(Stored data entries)
/// Batch coordination: one concurrent acquisition per symbol, partial results tolerated
use chrono::{DateTime, Utc};
use futures_util::future::join_all;
use serde::{Deserialize, Serialize};
use std::collections::{HashMap, HashSet};
use std::sync::Arc;
use std::time::Duration;

use crate::data::acquirer::{Acquirer, SeriesSource};
use crate::data::cache::{CacheStore, FileCacheStore};
use crate::data::observer::LoadObserver;
use crate::error::{DataLoaderError, Result};
use crate::provider::MarketDataProvider;
use crate::types::{FetchWindow, LoaderConfig, PriceSeries};

/// Where the symbol list of a run comes from
#[derive(Debug, Clone, PartialEq, Eq)]
pub enum SymbolSelection {
    Explicit(Vec<String>),
    MostLiquid { base_asset: String, limit: usize },
}

impl SymbolSelection {
    pub fn from_config(config: &LoaderConfig) -> Self {
        match config.explicit_symbols() {
            Some(symbols) => SymbolSelection::Explicit(symbols.to_vec()),
            None => SymbolSelection::MostLiquid {
                base_asset: config.base_asset.clone(),
                limit: config.pairs_limit,
            },
        }
    }
}

/// A symbol that produced no series, kept for observability only
#[derive(Debug, Clone, Serialize, Deserialize)]
pub struct SymbolFailure {
    pub symbol: String,
    pub code: String,
    pub message: String,
}

/// Outcome of one run
#[derive(Debug, Clone)]
pub struct AcquisitionResult {
    pub series: HashMap<String, PriceSeries>,
    pub failures: Vec<SymbolFailure>,
    pub requested: Vec<String>,
    pub cache_hits: usize,
    pub fetched: usize,
    pub started_at: DateTime<Utc>,
    pub finished_at: DateTime<Utc>,
}

impl AcquisitionResult {
    pub fn len(&self) -> usize {
        self.series.len()
    }

    pub fn is_empty(&self) -> bool {
        self.series.is_empty()
    }

    pub fn get(&self, symbol: &str) -> Option<&PriceSeries> {
        self.series.get(symbol)
    }

    /// Requested symbols absent from the result
    pub fn missing(&self) -> Vec<&str> {
        self.requested
            .iter()
            .filter(|s| !self.series.contains_key(s.as_str()))
            .map(String::as_str)
            .collect()
    }
}

pub struct Orchestrator {
    provider: Arc<dyn MarketDataProvider>,
    acquirer: Arc<Acquirer>,
    observer: Arc<dyn LoadObserver>,
    task_timeout: Option<Duration>,
}

impl Orchestrator {
    pub fn new(
        provider: Arc<dyn MarketDataProvider>,
        cache: Arc<dyn CacheStore>,
        window: FetchWindow,
        observer: Arc<dyn LoadObserver>,
    ) -> Self {
        let acquirer = Acquirer::new(Arc::clone(&provider), cache, window, Arc::clone(&observer));
        Orchestrator {
            provider,
            acquirer: Arc::new(acquirer),
            observer,
            task_timeout: None,
        }
    }

    /// Build with a file cache under `config.cache_dir`
    pub async fn from_config(
        config: &LoaderConfig,
        provider: Arc<dyn MarketDataProvider>,
        observer: Arc<dyn LoadObserver>,
    ) -> Result<Self> {
        let cache = FileCacheStore::open(config.cache_dir.clone()).await?;
        let orchestrator = Orchestrator::new(provider, Arc::new(cache), config.window(), observer)
            .with_task_timeout(config.task_timeout_secs.map(Duration::from_secs));
        Ok(orchestrator)
    }

    /// Per-symbol deadline; `None` waits indefinitely
    pub fn with_task_timeout(mut self, timeout: Option<Duration>) -> Self {
        self.task_timeout = timeout;
        self
    }

    pub fn window(&self) -> &FetchWindow {
        self.acquirer.window()
    }

    /// Full run: connect, resolve symbols, load, and close on every exit path
    pub async fn run(&self, selection: &SymbolSelection) -> Result<AcquisitionResult> {
        self.provider.connect().await?;
        self.observer.provider_connected(self.provider.name());

        let outcome = async {
            let symbols = self.resolve_symbols(selection).await?;
            self.load_all(&symbols).await
        }
        .await;

        self.provider.close().await;
        self.observer.provider_closed(self.provider.name());
        outcome
    }

    pub async fn resolve_symbols(&self, selection: &SymbolSelection) -> Result<Vec<String>> {
        match selection {
            SymbolSelection::Explicit(symbols) => Ok(symbols.clone()),
            SymbolSelection::MostLiquid { base_asset, limit } => {
                let symbols = self.provider.list_liquid_symbols(base_asset, *limit).await?;
                self.observer.symbols_resolved(base_asset, &symbols);
                Ok(symbols)
            }
        }
    }

    /// Load every symbol concurrently. Fails only when the input is empty
    /// or no symbol yields a series.
    pub async fn load_all(&self, symbols: &[String]) -> Result<AcquisitionResult> {
        if symbols.is_empty() {
            self.observer.run_started(0);
            return Err(DataLoaderError::NoSymbolsConfigured);
        }

        let started_at = Utc::now();

        // each task owns the slot for its symbol, so duplicates are collapsed up front
        let mut seen = HashSet::new();
        let requested: Vec<String> = symbols
            .iter()
            .filter(|s| seen.insert(s.as_str()))
            .cloned()
            .collect();

        self.observer.run_started(requested.len());

        let handles = requested.iter().map(|symbol| {
            let acquirer = Arc::clone(&self.acquirer);
            let symbol = symbol.clone();
            let timeout = self.task_timeout;
            tokio::spawn(async move { acquire_with_timeout(&acquirer, &symbol, timeout).await })
        });
        let joined = join_all(handles).await;

        let mut result = AcquisitionResult {
            series: HashMap::with_capacity(requested.len()),
            failures: Vec::new(),
            requested,
            cache_hits: 0,
            fetched: 0,
            started_at,
            finished_at: started_at,
        };

        for (symbol, joined) in result.requested.iter().zip(joined) {
            let outcome = joined.unwrap_or_else(|e| {
                Err(DataLoaderError::TaskFailed {
                    symbol: symbol.clone(),
                    message: e.to_string(),
                })
            });

            match outcome {
                Ok((series, source)) => {
                    match source {
                        SeriesSource::Cache => result.cache_hits += 1,
                        SeriesSource::Provider => result.fetched += 1,
                    }
                    result.series.insert(symbol.clone(), series);
                }
                Err(e) => {
                    self.observer.symbol_failed(symbol, &e);
                    result.failures.push(SymbolFailure {
                        symbol: symbol.clone(),
                        code: e.error_code().to_string(),
                        message: e.to_string(),
                    });
                }
            }
        }

        result.finished_at = Utc::now();
        self.observer.run_finished(result.series.len(), result.requested.len());

        if result.series.is_empty() {
            return Err(DataLoaderError::NoValidData {
                requested: result.requested.len(),
            });
        }

        Ok(result)
    }
}

async fn acquire_with_timeout(
    acquirer: &Acquirer,
    symbol: &str,
    timeout: Option<Duration>,
) -> Result<(PriceSeries, SeriesSource)> {
    match timeout {
        Some(limit) => tokio::time::timeout(limit, acquirer.acquire_with_source(symbol))
            .await
            .map_err(|_| DataLoaderError::Timeout {
                symbol: symbol.to_string(),
                limit,
            })?,
        None => acquirer.acquire_with_source(symbol).await,
    }
}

[TASK GOAL]:
Reproduce all of the entries word for word. Omit nothing.

[EXERCISE RESPONSE]:
/// Batch coordination: one concurrent acquisition per symbol, partial results tolerated
use chrono::{DateTime, Utc};
use futures_util::future::join_all;
use serde::{Deserialize, Serialize};
use std::collections::{HashMap, HashSet};
use std::sync::Arc;
use std::time::Duration;

use crate::data::acquirer::{Acquirer, SeriesSource};
use crate::data::cache::{CacheStore, FileCacheStore};
use crate::data::observer::LoadObserver;
use crate::error::{DataLoaderError, Result};
use crate::provider::MarketDataProvider;
use crate::types::{FetchWindow, LoaderConfig, PriceSeries};

/// Where the symbol list of a run comes from
#[derive(Debug, Clone, PartialEq, Eq)]
pub enum SymbolSelection {
    Explicit(Vec<String>),
    MostLiquid { base_asset: String, limit: usize },
}

impl SymbolSelection {
    pub fn from_config(config: &LoaderConfig) -> Self {
        match config.explicit_symbols() {
            Some(symbols) => SymbolSelection::Explicit(symbols.to_vec()),
            None => SymbolSelection::MostLiquid {
                base_asset: config.base_asset.clone(),
                limit: config.pairs_limit,
            },
        }
    }
}

/// A symbol that produced no series, kept for observability only
#[derive(Debug, Clone, Serialize, Deserialize)]
pub struct SymbolFailure {
    pub symbol: String,
    pub code: String,
    pub message: String,
}

/// Outcome of one run
#[derive(Debug, Clone)]
pub struct AcquisitionResult {
    pub series: HashMap<String, PriceSeries>,
    pub failures: Vec<SymbolFailure>,
    pub requested: Vec<String>,
    pub cache_hits: usize,
    pub fetched: usize,
    pub started_at: DateTime<Utc>,
    pub finished_at: DateTime<Utc>,
}

impl AcquisitionResult {
    pub fn len(&self) -> usize {
        self.series.len()
    }

    pub fn is_empty(&self) -> bool {
        self.series.is_empty()
    }

    pub fn get(&self, symbol: &str) -> Option<&PriceSeries> {
        self.series.get(symbol)
    }

    /// Requested symbols absent from the result
    pub fn missing(&self) -> Vec<&str> {
        self.requested
            .iter()
            .filter(|s| !self.series.contains_key(s.as_str()))
            .map(String::as_str)
            .collect()
    }
}

pub struct Orchestrator {
    provider: Arc<dyn MarketDataProvider>,
    acquirer: Arc<Acquirer>,
    observer: Arc<dyn LoadObserver>,
    task_timeout: Option<Duration>,
}

impl Orchestrator {
    pub fn new(
        provider: Arc<dyn MarketDataProvider>,
        cache: Arc<dyn CacheStore>,
        window: FetchWindow,
        observer: Arc<dyn LoadObserver>,
    ) -> Self {
        let acquirer = Acquirer::new(Arc::clone(&provider), cache, window, Arc::clone(&observer));
        Orchestrator {
            provider,
            acquirer: Arc::new(acquirer),
            observer,
            task_timeout: None,
        }
    }

    /// Build with a file cache under `config.cache_dir`
    pub async fn from_config(
        config: &LoaderConfig,
        provider: Arc<dyn MarketDataProvider>,
        observer: Arc<dyn LoadObserver>,
    ) -> Result<Self> {
        let cache = FileCacheStore::open(config.cache_dir.clone()).await?;
        let orchestrator = Orchestrator::new(provider, Arc::new(cache), config.window(), observer)
            .with_task_timeout(config.task_timeout_secs.map(Duration::from_secs));
        Ok(orchestrator)
    }

    /// Per-symbol deadline; `None` waits indefinitely
    pub fn with_task_timeout(mut self, timeout: Option<Duration>) -> Self {
        self.task_timeout = timeout;
        self
    }

    pub fn window(&self) -> &FetchWindow {
        self.acquirer.window()
    }

    /// Full run: connect, resolve symbols, load, and close on every exit path
    pub async fn run(&self, selection: &SymbolSelection) -> Result<AcquisitionResult> {
        self.provider.connect().await?;
        self.observer.provider_connected(self.provider.name());

        let outcome = async {
            let symbols = self.resolve_symbols(selection).await?;
            self.load_all(&symbols).await
        }
        .await;

        self.provider.close().await;
        self.observer.provider_closed(self.provider.name());
        outcome
    }

    pub async fn resolve_symbols(&self, selection: &SymbolSelection) -> Result<Vec<String>> {
        match selection {
            SymbolSelection::Explicit(symbols) => Ok(symbols.clone()),
            SymbolSelection::MostLiquid { base_asset, limit } => {
                let symbols = self.provider.list_liquid_symbols(base_asset, *limit).await?;
                self.observer.symbols_resolved(base_asset, &symbols);
                Ok(symbols)
            }
        }
    }

    /// Load every symbol concurrently. Fails only when the input is empty
    /// or no symbol yields a series.
    pub async fn load_all(&self, symbols: &[String]) -> Result<AcquisitionResult> {
        if symbols.is_empty() {
            self.observer.run_started(0);
            return Err(DataLoaderError::NoSymbolsConfigured);
        }

        let started_at = Utc::now();

        // each task owns the slot for its symbol, so duplicates are collapsed up front
        let mut seen = HashSet::new();
        let requested: Vec<String> = symbols
            .iter()
            .filter(|s| seen.insert(s.as_str()))
            .cloned()
            .collect();

        self.observer.run_started(requested.len());

        let handles = requested.iter().map(|symbol| {
            let acquirer = Arc::clone(&self.acquirer);
            let symbol = symbol.clone();
            let timeout = self.task_timeout;
            tokio::spawn(async move { acquire_with_timeout(&acquirer, &symbol, timeout).await })
        });
        let joined = join_all(handles).await;

        let mut result = AcquisitionResult {
            series: HashMap::with_capacity(requested.len()),
            failures: Vec::new(),
            requested,
            cache_hits: 0,
            fetched: 0,
            started_at,
            finished_at: started_at,
        };

        for (symbol, joined) in result.requested.iter().zip(joined) {
            let outcome = joined.unwrap_or_else(|e| {
                Err(DataLoaderError::TaskFailed {
                    symbol: symbol.clone(),
                    message: e.to_string(),
                })
            });

            match outcome {
                Ok((series, source)) => {
                    match source {
                        SeriesSource::Cache => result.cache_hits += 1,
                        SeriesSource::Provider => result.fetched += 1,
                    }
                    result.series.insert(symbol.clone(), series);
                }
                Err(e) => {
                    self.observer.symbol_failed(symbol, &e);
                    result.failures.push(SymbolFailure {
                        symbol: symbol.clone(),
                        code: e.error_code().to_string(),
                        message: e.to_string(),
                    });
                }
            }
        }

        result.finished_at = Utc::now();
        self.observer.run_finished(result.series.len(), result.requested.len());

        if result.series.is_empty() {
            return Err(DataLoaderError::NoValidData {
                requested: result.requested.len(),
            });
        }

        Ok(result)
    }
}

async fn acquire_with_timeout(
    acquirer: &Acquirer,
    symbol: &str,
    timeout: Option<Duration>,
) -> Result<(PriceSeries, SeriesSource)> {
    match timeout {
        Some(limit) => tokio::time::timeout(limit, acquirer.acquire_with_source(symbol))
            .await
            .map_err(|_| DataLoaderError::Timeout {
                symbol: symbol.to_string(),
                limit,
            })?,
        None => acquirer.acquire_with_source(symbol).await,
    }
}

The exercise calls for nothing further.